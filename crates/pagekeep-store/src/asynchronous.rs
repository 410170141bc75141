// Asynchronous store
//
// Write-behind queue in front of a slower store. Callers return as soon as a
// write is queued; a dedicated writer thread commits queued writes in
// submission order.
//
// Guarantees:
// - at most one pending write per (session, page id); a newer write replaces
//   an older one that has not been committed yet
// - a pending write is visible to `get_page` until it is committed
// - once `remove_page` or `remove_all_pages` returns, no write submitted
//   before it can reach the delegate. Removal drops matching pending writes
//   and marks a matching write the writer has already taken as cancelled,
//   both under the commit lock; the writer checks the mark under the same
//   lock right before it writes.

use std::collections::HashMap;
use std::sync::Arc;
use std::thread::{self, JoinHandle};

use crossbeam_channel::{unbounded, Receiver, Sender};
use parking_lot::{Condvar, Mutex};
use tracing::{debug, error, warn};

use pagekeep_core::PageId;
use pagekeep_error::{StoreError, StoreResult};

use crate::page::{PageContext, StoredPage};
use crate::store::PageStore;

type PendingKey = (String, PageId);

#[derive(Debug)]
struct PendingWrite {
    context: PageContext,
    page: StoredPage,
    seq: u64,
    /// Whether the key of this write is still waiting in the channel
    queued: bool,
}

/// The write the writer thread has taken and not finished yet
#[derive(Debug)]
struct InFlight {
    key: PendingKey,
    seq: u64,
    cancelled: bool,
}

#[derive(Debug, Default)]
struct Queue {
    pending: HashMap<PendingKey, PendingWrite>,
    in_flight: Option<InFlight>,
    next_seq: u64,
}

impl Queue {
    /// Drop pending writes matching `removed` and cancel a matching write in flight
    fn cancel(&mut self, removed: impl Fn(&PendingKey) -> bool) {
        self.pending.retain(|key, _| !removed(key));
        if let Some(in_flight) = self.in_flight.as_mut() {
            if removed(&in_flight.key) {
                in_flight.cancelled = true;
            }
        }
    }
}

struct Shared {
    delegate: Arc<dyn PageStore>,
    queue: Mutex<Queue>,
    /// Signalled whenever the pending set becomes empty
    drained: Condvar,
    commit: Mutex<()>,
}

impl Shared {
    /// Take the next write for `key`, leaving it readable until committed
    fn begin_write(&self, key: &PendingKey) -> Option<(PageContext, StoredPage, u64)> {
        let mut queue = self.queue.lock();
        let write = queue.pending.get_mut(key)?;
        if !write.queued {
            // stale wake-up: this write is already handled
            return None;
        }
        write.queued = false;
        let taken = (write.context.clone(), write.page.clone(), write.seq);
        queue.in_flight = Some(InFlight { key: key.clone(), seq: taken.2, cancelled: false });
        Some(taken)
    }

    /// Whether the write taken with `seq` was cancelled by a removal
    fn is_cancelled(&self, seq: u64) -> bool {
        self.queue
            .lock()
            .in_flight
            .as_ref()
            .map_or(true, |in_flight| in_flight.seq != seq || in_flight.cancelled)
    }

    fn finish_write(&self, key: &PendingKey, seq: u64) {
        let mut queue = self.queue.lock();
        queue.in_flight = None;
        if queue.pending.get(key).map_or(false, |write| write.seq == seq) {
            queue.pending.remove(key);
        }
        if queue.pending.is_empty() {
            self.drained.notify_all();
        }
    }

    fn commit(&self, key: &PendingKey) {
        let Some((context, page, seq)) = self.begin_write(key) else {
            return;
        };
        {
            let _commit = self.commit.lock();
            if self.is_cancelled(seq) {
                debug!(session_id = context.session_id(), page_id = key.1, "dropping write for removed page");
            } else if let Err(err) = self.delegate.add_page(&context, page) {
                error!(session_id = context.session_id(), page_id = key.1, error = %err, "background page write failed");
            }
        }
        self.finish_write(key, seq);
    }
}

/// Write-behind decorator of a page store
pub struct AsynchronousPageStore {
    shared: Arc<Shared>,
    capacity: usize,
    sender: Mutex<Option<Sender<PendingKey>>>,
    writer: Mutex<Option<JoinHandle<()>>>,
}

impl AsynchronousPageStore {
    /// Wrap `delegate`, queueing at most `capacity` pending writes
    pub fn new(delegate: Arc<dyn PageStore>, capacity: usize) -> StoreResult<Self> {
        let shared = Arc::new(Shared {
            delegate,
            queue: Mutex::new(Queue::default()),
            drained: Condvar::new(),
            commit: Mutex::new(()),
        });
        let (sender, receiver) = unbounded();
        let writer = {
            let shared = shared.clone();
            thread::Builder::new()
                .name("pagekeep-page-writer".to_string())
                .spawn(move || run_writer(shared, receiver))
                .map_err(|e| StoreError::SyncError(format!("could not start page writer: {}", e)))?
        };
        Ok(Self {
            shared,
            capacity,
            sender: Mutex::new(Some(sender)),
            writer: Mutex::new(Some(writer)),
        })
    }

    /// Number of writes not yet committed
    pub fn pending_count(&self) -> usize {
        self.shared.queue.lock().pending.len()
    }

    /// Block until every queued write has been committed or dropped
    pub fn flush(&self) {
        let mut queue = self.shared.queue.lock();
        while !queue.pending.is_empty() {
            self.shared.drained.wait(&mut queue);
        }
    }

    /// Stop accepting writes, drain the queue and join the writer
    fn shutdown(&self) {
        let sender = self.sender.lock().take();
        drop(sender);
        let writer = self.writer.lock().take();
        if let Some(writer) = writer {
            if writer.join().is_err() {
                error!("page writer thread panicked");
            }
        }
    }

    fn write_synchronously(&self, context: &PageContext, page: StoredPage) -> StoreResult<()> {
        let _commit = self.shared.commit.lock();
        self.shared.delegate.add_page(context, page)
    }
}

fn run_writer(shared: Arc<Shared>, receiver: Receiver<PendingKey>) {
    // iteration ends once the sender is gone and the channel is drained
    for key in receiver.iter() {
        shared.commit(&key);
    }
    debug!("page writer stopped");
}

impl PageStore for AsynchronousPageStore {
    fn can_be_asynchronous(&self, _context: &PageContext) -> bool {
        true
    }

    fn add_page(&self, context: &PageContext, page: StoredPage) -> StoreResult<()> {
        if !self.shared.delegate.can_be_asynchronous(context) {
            return self.write_synchronously(context, page);
        }
        let sender = match self.sender.lock().as_ref() {
            Some(sender) => sender.clone(),
            None => return Err(StoreError::Destroyed("asynchronous page store".to_string())),
        };

        let key = (context.session_id().to_string(), page.page_id());
        let enqueue = {
            let mut queue = self.shared.queue.lock();
            let seq = queue.next_seq;
            let write = PendingWrite { context: context.clone(), page, seq, queued: true };
            match queue.pending.get(&key).map(|existing| existing.queued) {
                // replaces the uncommitted write; re-queued if the writer already took it
                Some(still_queued) => {
                    queue.pending.insert(key.clone(), write);
                    queue.next_seq += 1;
                    !still_queued
                }
                None if queue.pending.len() >= self.capacity => {
                    drop(queue);
                    warn!(session_id = context.session_id(), page_id = key.1, "write queue full, writing synchronously");
                    return self.write_synchronously(context, write.page);
                }
                None => {
                    queue.pending.insert(key.clone(), write);
                    queue.next_seq += 1;
                    true
                }
            }
        };
        if enqueue && sender.send(key.clone()).is_err() {
            // writer is gone; undo the queueing so flush does not wait forever
            let mut queue = self.shared.queue.lock();
            if let Some(write) = queue.pending.remove(&key) {
                drop(queue);
                return self.write_synchronously(&write.context, write.page);
            }
        }
        Ok(())
    }

    fn get_page(&self, context: &PageContext, page_id: PageId) -> StoreResult<Option<StoredPage>> {
        let key = (context.session_id().to_string(), page_id);
        if let Some(write) = self.shared.queue.lock().pending.get(&key) {
            return Ok(Some(write.page.clone()));
        }
        self.shared.delegate.get_page(context, page_id)
    }

    fn remove_page(&self, context: &PageContext, page_id: PageId) -> StoreResult<()> {
        let _commit = self.shared.commit.lock();
        let key = (context.session_id().to_string(), page_id);
        {
            let mut queue = self.shared.queue.lock();
            queue.cancel(|pending| *pending == key);
            if queue.pending.is_empty() {
                self.shared.drained.notify_all();
            }
        }
        self.shared.delegate.remove_page(context, page_id)
    }

    fn remove_all_pages(&self, context: &PageContext) -> StoreResult<()> {
        let _commit = self.shared.commit.lock();
        {
            let mut queue = self.shared.queue.lock();
            queue.cancel(|(session_id, _)| session_id == context.session_id());
            if queue.pending.is_empty() {
                self.shared.drained.notify_all();
            }
        }
        debug!(session_id = context.session_id(), "removed pending writes of session");
        self.shared.delegate.remove_all_pages(context)
    }

    fn destroy(&self) {
        self.shutdown();
        self.shared.delegate.destroy();
    }
}

impl Drop for AsynchronousPageStore {
    fn drop(&mut self) {
        self.shutdown();
    }
}

#[cfg(test)]
mod tests {
    use super::*;
    use crate::memory::MemoryPageStore;
    use crate::page::SerializedPage;

    fn page(id: PageId, version: u32) -> StoredPage {
        SerializedPage::new(id, version, "Home", vec![version as u8]).into()
    }

    #[test]
    fn test_flush_commits_everything() {
        let memory = Arc::new(MemoryPageStore::new());
        let store = AsynchronousPageStore::new(memory.clone(), 16).unwrap();
        let context = PageContext::new("s");
        for id in 1..=5 {
            store.add_page(&context, page(id, 1)).unwrap();
        }
        store.flush();
        assert_eq!(store.pending_count(), 0);
        assert_eq!(memory.page_ids(&context), vec![1, 2, 3, 4, 5]);
    }

    #[test]
    fn test_last_write_wins() {
        let memory = Arc::new(MemoryPageStore::new());
        let store = AsynchronousPageStore::new(memory.clone(), 16).unwrap();
        let context = PageContext::new("s");
        for version in 1..=10 {
            store.add_page(&context, page(7, version)).unwrap();
        }
        // a pending write is readable before it is committed
        let read = store.get_page(&context, 7).unwrap().unwrap();
        assert!(read.as_serialized().is_some());
        store.flush();
        let stored = memory.get_page(&context, 7).unwrap().unwrap();
        assert_eq!(stored.as_serialized().unwrap().version, 10);
    }

    #[test]
    fn test_removed_sessions_leave_no_bookkeeping() {
        let memory = Arc::new(MemoryPageStore::new());
        let store = AsynchronousPageStore::new(memory.clone(), 16).unwrap();
        for n in 0..10_000 {
            let context = PageContext::new(format!("session-{}", n));
            if n % 100 == 0 {
                store.add_page(&context, page(1, 1)).unwrap();
            }
            store.remove_all_pages(&context).unwrap();
        }
        store.flush();
        let queue = store.shared.queue.lock();
        assert!(queue.pending.is_empty());
        assert!(queue.in_flight.is_none());
        drop(queue);
        assert_eq!(memory.session_count(), 0);
    }

    #[test]
    fn test_remove_page_cancels_taken_write() {
        let memory = Arc::new(MemoryPageStore::new());
        let store = AsynchronousPageStore::new(memory.clone(), 16).unwrap();
        let context = PageContext::new("s");
        let key = ("s".to_string(), 4);
        {
            // hold the commit lock so the writer stops between taking the write and committing it
            let _commit = store.shared.commit.lock();
            store.add_page(&context, page(4, 1)).unwrap();
            while store.shared.queue.lock().in_flight.is_none() {
                std::thread::yield_now();
            }
            let mut queue = store.shared.queue.lock();
            queue.cancel(|pending| *pending == key);
            assert!(queue.pending.is_empty());
            assert!(queue.in_flight.as_ref().map_or(false, |in_flight| in_flight.cancelled));
        }
        store.flush();
        assert!(memory.get_page(&context, 4).unwrap().is_none());
    }

    #[test]
    fn test_destroy_drains_queue() {
        let memory = Arc::new(MemoryPageStore::new());
        let store = AsynchronousPageStore::new(memory.clone(), 16).unwrap();
        let context = PageContext::new("s");
        store.add_page(&context, page(1, 1)).unwrap();
        store.shutdown();
        assert_eq!(memory.page_ids(&context), vec![1]);
        assert!(matches!(store.add_page(&context, page(2, 1)), Err(StoreError::Destroyed(_))));
    }
}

> What to do:
Take every line of the material that contains the word "struct", and copy it.

> Response to the exercise:
struct PendingWrite {
struct InFlight {
struct Queue {
struct Shared {
pub struct AsynchronousPageStore {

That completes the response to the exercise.